(Saved data entries)
§

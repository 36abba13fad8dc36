//! A named set of rules plus the action to take when every rule passes.

use crate::action::Action;
use crate::context::EvaluationContext;
use crate::rule::Rule;

/// A decision produced by [`Policy::evaluate_verbose`]: the resolved
/// action plus which rule (if any) drove it.
#[derive(Debug, Clone)]
pub struct Decision {
    /// The strictest action among every failing rule, or the policy's
    /// `default_action` if every rule passed.
    pub action: Action,
    /// Name of the highest-priority rule that produced `action`, if a
    /// rule failed at all.
    pub controlling_rule: Option<String>,
}

/// A named bundle of rules and a fallback action.
///
/// [`Policy::evaluate`] runs every rule and takes the strictest action
/// among the ones that fail; it does not stop at the
/// first failure, since a later rule might fail more severely than an
/// earlier one.
#[derive(Debug, Clone)]
pub struct Policy {
    /// Human-readable policy name.
    pub name: String,
    /// The rules this policy checks.
    pub rules: Vec<Rule>,
    /// Action taken when every rule passes.
    pub default_action: Action,
}

impl Policy {
    /// Build a new, empty policy with the given default action.
    pub fn new(name: impl Into<String>, default_action: Action) -> Self {
        Self {
            name: name.into(),
            rules: Vec::new(),
            default_action,
        }
    }

    /// Add a rule to this policy.
    pub fn with_rule(mut self, rule: Rule) -> Self {
        self.rules.push(rule);
        self
    }

    /// Resolve this policy's action for `ctx`.
    pub fn evaluate(&self, ctx: &EvaluationContext) -> Action {
        self.evaluate_verbose(ctx).action
    }

    /// Resolve this policy's action for `ctx`, and which rule drove it.
    pub fn evaluate_verbose(&self, ctx: &EvaluationContext) -> Decision {
        let mut worst: Option<(Action, &Rule)> = None;
        for rule in &self.rules {
            if rule.passes(ctx) {
                continue;
            }
            worst = Some(match worst {
                None => (rule.on_fail_action, rule),
                Some((current_action, current_rule)) => {
                    let combined = current_action.strictest(rule.on_fail_action);
                    if combined == rule.on_fail_action && rule.priority >= current_rule.priority {
                        (combined, rule)
                    } else {
                        (combined, current_rule)
                    }
                }
            });
        }
        match worst {
            Some((action, rule)) => {
                tracing::debug!(policy = %self.name, rule = %rule.name, ?action, "policy rule failed");
                Decision {
                    action,
                    controlling_rule: Some(rule.name.clone()),
                }
            }
            None => Decision {
                action: self.default_action,
                controlling_rule: None,
            },
        }
    }
}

§

A line belongs in the answer if it contains the word "which"; copy every such line from the data above.

/// action plus which rule (if any) drove it.
    /// Resolve this policy's action for `ctx`, and which rule drove it.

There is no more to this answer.